_TASK DESCRIPTION_
Below are the records. Retype exactly the lines between the lines holding "to every raw" and "f64>) -> i64", inclusive.

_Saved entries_
|---|

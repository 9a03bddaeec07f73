//! C10 — Delay Normalizer & Plan Builder.
//!
//! The single source of truth for every track's final multiplexer sync
//! value, and for assembling the ordered [`PlanItem`] list that C11 turns
//! into multiplexer options. Grounded almost directly on wingedonezero's
//! `mux/delay_calculator.rs` (`calculate_effective_delay`,
//! `calculate_global_shift`, `finalize_delays`) — the clearest one-to-one
//! grounding in the whole pack.

use std::collections::BTreeMap;
use std::path::PathBuf;

use crate::error::PipelineError;
use crate::models::{
    round_half_to_even, CorrectOutput, DelayEntry, Delays, Diagnosis, ExtractOutput, JobSpec, MergePlan, PlanItem,
    Track, TrackType,
};

#[cfg(test)]
use crate::config::Settings;

/// Computes the exact (unrounded) shift that must be added to every raw
/// delay so that none of them are negative (some multiplexers reject
/// negative `--sync`). Spec §4.10: `max(0, -min(raw delays))`.
pub fn calculate_raw_global_shift(source_delays_raw: &BTreeMap<String, f64>) -> f64 {
    let min_delay = source_delays_raw.values().copied().fold(0.0f64, f64::min);
    (-min_delay).max(0.0)
}

/// Rounded form of [`calculate_raw_global_shift`], ties to even.
pub fn calculate_global_shift(source_delays_raw: &BTreeMap<String, f64>) -> i64 {
    round_half_to_even(calculate_raw_global_shift(source_delays_raw))
}

/// Builds the final [`Delays`] record: applies the global shift to every
/// raw per-source delay and ensures the reference source has an entry
/// (global shift only — its own delay is zero before shifting).
pub fn finalize_delays(source_delays_raw: BTreeMap<String, f64>, reference_key: &str) -> Delays {
    let raw_global_shift = calculate_raw_global_shift(&source_delays_raw);
    let global_shift = round_half_to_even(raw_global_shift);

    let mut delays = Delays::new();
    delays.global_shift_ms = global_shift;
    delays.raw_global_shift_ms = raw_global_shift;

    for (source_key, raw_delay) in source_delays_raw {
        let shifted_raw = raw_delay + raw_global_shift;
        delays.insert(source_key, DelayEntry { rounded: round_half_to_even(shifted_raw), raw: shifted_raw });
    }

    if delays.get(reference_key).is_none() {
        delays.insert(reference_key, DelayEntry { rounded: global_shift, raw: raw_global_shift });
    }
    delays
}

/// The per-track delay rule table (spec §4.10's five cases).
pub fn calculate_effective_delay(
    source_key: &str,
    reference_key: &str,
    track_type: TrackType,
    track_container_delay_ms: i64,
    stepping_adjusted: bool,
    frame_adjusted: bool,
    sync_to: Option<&str>,
    delays: &Delays,
) -> i64 {
    if stepping_adjusted || frame_adjusted {
        return 0;
    }
    if let Some(sync_to) = sync_to {
        return delays.get(sync_to).map(|e| e.rounded).unwrap_or(delays.global_shift_ms);
    }
    if source_key == reference_key {
        return match track_type {
            TrackType::Video => delays.global_shift_ms,
            TrackType::Subtitle => delays.global_shift_ms,
            TrackType::Audio => track_container_delay_ms + delays.global_shift_ms,
        };
    }
    delays.get(source_key).map(|e| e.rounded).unwrap_or(0)
}

/// Assembles the ordered plan items for every selected track across every
/// source, resolving each one's extracted (or corrected) file path and
/// final sync value.
pub fn build_plan_items(
    job: &JobSpec,
    tracks: &[Track],
    delays: &Delays,
    diagnoses: &BTreeMap<String, Diagnosis>,
    extract: &ExtractOutput,
    correct: &CorrectOutput,
) -> Result<Vec<PlanItem>, PipelineError> {
    let reference_key = job.reference_key();
    let frame_adjusted = !matches!(job.config.subtitle.adjust_mode, crate::config::SubtitleAdjustMode::TimeShift);

    let mut items = Vec::new();
    for source in &job.sources {
        let stepping_source = matches!(diagnoses.get(&source.source_key), Some(Diagnosis::Stepped { .. }));

        for ts in &source.tracks {
            let track = tracks
                .iter()
                .find(|t| t.source_key == source.source_key && t.track_id == ts.track_id)
                .ok_or_else(|| {
                    PipelineError::InvalidInput(format!(
                        "no probed track for {}:{}",
                        source.source_key, ts.track_id
                    ))
                })?;

            let stepping_adjusted = stepping_source && matches!(ts.track_type, TrackType::Subtitle);
            let track_frame_adjusted = frame_adjusted && matches!(ts.track_type, TrackType::Subtitle);

            let corrected_path = correct.corrected_files.get(&source.source_key).cloned();
            let is_corrected = corrected_path.is_some() && matches!(ts.track_type, TrackType::Audio);
            let file_path: PathBuf = if is_corrected {
                corrected_path.unwrap()
            } else {
                extract
                    .files
                    .get(&(source.source_key.clone(), ts.track_id))
                    .cloned()
                    .ok_or_else(|| {
                        PipelineError::InvalidInput(format!(
                            "no extracted file for {}:{}",
                            source.source_key, ts.track_id
                        ))
                    })?
            };

            let sync_ms = calculate_effective_delay(
                &source.source_key,
                reference_key,
                ts.track_type,
                track.container_delay_ms,
                stepping_adjusted,
                track_frame_adjusted,
                None,
                delays,
            );

            let language = ts.custom_lang.clone().unwrap_or_else(|| track.language.clone());

            items.push(PlanItem {
                source_key: source.source_key.clone(),
                track_id: ts.track_id,
                track_type: ts.track_type,
                codec_id: track.codec_id.clone(),
                file_path,
                container_delay_ms: track.container_delay_ms,
                is_preserved: !ts.convert,
                is_corrected,
                stepping_adjusted,
                frame_adjusted: track_frame_adjusted,
                is_generated: ts.generated,
                // Final default/forced flags are resolved by `apply_default_and_forced_flags`
                // once the track order below is known.
                is_default: false,
                is_forced_display: ts.forced_display,
                custom_name: ts.custom_name.clone(),
                custom_lang: ts.custom_lang.clone(),
                language,
                sync_ms,
            });
        }
    }
    Ok(items)
}

fn type_rank(t: TrackType) -> u8 {
    match t {
        TrackType::Video => 0,
        TrackType::Audio => 1,
        TrackType::Subtitle => 2,
    }
}

fn effective_name(item: &PlanItem, tracks: &[Track]) -> String {
    if let Some(name) = &item.custom_name {
        return name.clone();
    }
    tracks
        .iter()
        .find(|t| t.source_key == item.source_key && t.track_id == item.track_id)
        .and_then(|t| t.name.clone())
        .unwrap_or_default()
}

fn is_signs_songs_name(name: &str) -> bool {
    let lower = name.to_lowercase();
    ["signs", "songs", "titles"].iter().any(|kw| lower.contains(kw))
}

/// Orders plan items per spec §4.10: grouped by type (video, audio,
/// subtitles); within each type, interleaved by source order
/// (reference, secondary, tertiary, …); within the audio group, English
/// tracks are preferred earliest when configured. A stable sort preserves
/// generated/filtered subtitle tracks immediately after their source track.
pub fn order_plan_items(mut items: Vec<PlanItem>, job: &JobSpec, _tracks: &[Track]) -> Vec<PlanItem> {
    let source_order: BTreeMap<&str, usize> =
        job.sources.iter().enumerate().map(|(i, s)| (s.source_key.as_str(), i)).collect();
    let prefer_english = job.config.mux.prefer_english_audio_first;

    items.sort_by(|a, b| {
        let rank = type_rank(a.track_type).cmp(&type_rank(b.track_type));
        if rank != std::cmp::Ordering::Equal {
            return rank;
        }
        if prefer_english && matches!(a.track_type, TrackType::Audio) {
            let a_en = a.language == "eng";
            let b_en = b.language == "eng";
            let en_rank = (!a_en).cmp(&!b_en);
            if en_rank != std::cmp::Ordering::Equal {
                return en_rank;
            }
        }
        let sa = source_order.get(a.source_key.as_str()).copied().unwrap_or(usize::MAX);
        let sb = source_order.get(b.source_key.as_str()).copied().unwrap_or(usize::MAX);
        sa.cmp(&sb).then(a.track_id.cmp(&b.track_id))
    });
    items
}

/// Applies the default/forced-track-flag policy of spec §4.10, over an
/// already-[`order_plan_items`]-ordered slice: exactly one default video,
/// one default audio; subtitle default by the Signs/Songs/Titles ->
/// no-English-audio -> configured-first-sub priority chain; at most one
/// forced-display subtitle, with a later `true` superseding an earlier one.
pub fn apply_default_and_forced_flags(items: &mut [PlanItem], tracks: &[Track], mux: &crate::config::MuxSettings) {
    for item in items.iter_mut() {
        item.is_default = false;
    }

    if let Some(idx) = items.iter().position(|i| matches!(i.track_type, TrackType::Video)) {
        items[idx].is_default = true;
    }
    if let Some(idx) = items.iter().position(|i| matches!(i.track_type, TrackType::Audio)) {
        items[idx].is_default = true;
    }

    let has_english_audio =
        items.iter().any(|i| matches!(i.track_type, TrackType::Audio) && i.language == "eng");

    let signs_idx = items
        .iter()
        .position(|i| matches!(i.track_type, TrackType::Subtitle) && is_signs_songs_name(&effective_name(i, tracks)));
    if let Some(idx) = signs_idx {
        items[idx].is_default = true;
    } else if !has_english_audio || mux.first_sub_default {
        if let Some(idx) = items.iter().position(|i| matches!(i.track_type, TrackType::Subtitle)) {
            items[idx].is_default = true;
        }
    }

    let last_forced = items.iter().enumerate().filter(|(_, i)| i.is_forced_display).map(|(idx, _)| idx).last();
    for (idx, item) in items.iter_mut().enumerate() {
        item.is_forced_display = Some(idx) == last_forced;
    }
}

pub fn build_merge_plan(
    job: &JobSpec,
    tracks: &[Track],
    delays: &Delays,
    diagnoses: &BTreeMap<String, Diagnosis>,
    extract: &ExtractOutput,
    correct: &CorrectOutput,
    chapters_path: Option<PathBuf>,
    attachments: Vec<PathBuf>,
) -> Result<MergePlan, PipelineError> {
    let items = build_plan_items(job, tracks, delays, diagnoses, extract, correct)?;
    let mut items = order_plan_items(items, job, tracks);
    apply_default_and_forced_flags(&mut items, tracks, &job.config.mux);
    Ok(MergePlan {
        items,
        chapters_path,
        attachments,
        global_shift_ms: delays.global_shift_ms,
        output_path: job.output_path.clone(),
    })
}
//! Error taxonomy shared by every pipeline component.
//!
//! One variant per failure kind distinguished by the orchestrator; step
//! context (which step, which operation) is attached once, at the
//! orchestrator boundary, via [`StepError`].

use thiserror::Error;

#[derive(Debug, Error)]
pub enum PipelineError {
    #[error("invalid input: {0}")]
    InvalidInput(String),

    #[error("required tool not found on PATH: {0}")]
    ToolMissing(String),

    #[error("tool exited with code {code}: {}", tail.join("\n"))]
    ToolExit { code: i32, tail: Vec<String> },

    #[error("tool timed out after {seconds}s")]
    ToolTimeout { seconds: u64 },

    #[error("insufficient accepted chunks: {reason}")]
    InsufficientData { reason: String },

    #[error("drift diagnosed but not correctable: {reason}")]
    DriftUncorrectable { reason: String },

    #[error("invariant violated: {0}")]
    FatalInvariant(String),

    #[error("operation cancelled")]
    Cancelled,
}

impl PipelineError {
    /// Whether this kind is a warning the orchestrator may continue past,
    /// rather than a fatal job failure.
    pub fn is_recoverable_warning(&self) -> bool {
        matches!(self, PipelineError::DriftUncorrectable { .. })
    }
}

/// A [`PipelineError`] annotated with the step and operation that produced
/// it. This is the shape surfaced as the final job result (spec's
/// `[FATAL] Job '<name>' → <Step> → <operation>: <detail>` line).
#[derive(Debug, Error)]
#[error("{step} → {operation}: {source}")]
pub struct StepError {
    pub step: String,
    pub operation: String,
    #[source]
    pub source: PipelineError,
}

impl StepError {
    pub fn new(step: impl Into<String>, operation: impl Into<String>, source: PipelineError) -> Self {
        Self { step: step.into(), operation: operation.into(), source }
    }
}

pub type PipelineResult<T> = Result<T, PipelineError>;
pub type StepResult<T> = Result<T, StepError>;

#[cfg(test)]
mod tests {
    use super::*;

    #[test]
    fn drift_uncorrectable_is_recoverable() {
        let e = PipelineError::DriftUncorrectable { reason: "no engine".into() };
        assert!(e.is_recoverable_warning());
    }

    #[test]
    fn fatal_invariant_is_not_recoverable() {
        let e = PipelineError::FatalInvariant("slot already published".into());
        assert!(!e.is_recoverable_warning());
    }

    #[test]
    fn step_error_formats_with_context() {
        let e = StepError::new("Analyze", "select_delay", PipelineError::InsufficientData { reason: "0 accepted chunks".into() });
        let msg = format!("{e}");
        assert!(msg.contains("Analyze"));
        assert!(msg.contains("select_delay"));
    }
}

|---|

_EXERCISE RESULT_
/// Computes the exact (unrounded) shift that must be added to every raw
/// delay so that none of them are negative (some multiplexers reject
/// negative `--sync`). Spec §4.10: `max(0, -min(raw delays))`.
pub fn calculate_raw_global_shift(source_delays_raw: &BTreeMap<String, f64>) -> f64 {
    let min_delay = source_delays_raw.values().copied().fold(0.0f64, f64::min);
    (-min_delay).max(0.0)
}

/// Rounded form of [`calculate_raw_global_shift`], ties to even.
pub fn calculate_global_shift(source_delays_raw: &BTreeMap<String, f64>) -> i64 {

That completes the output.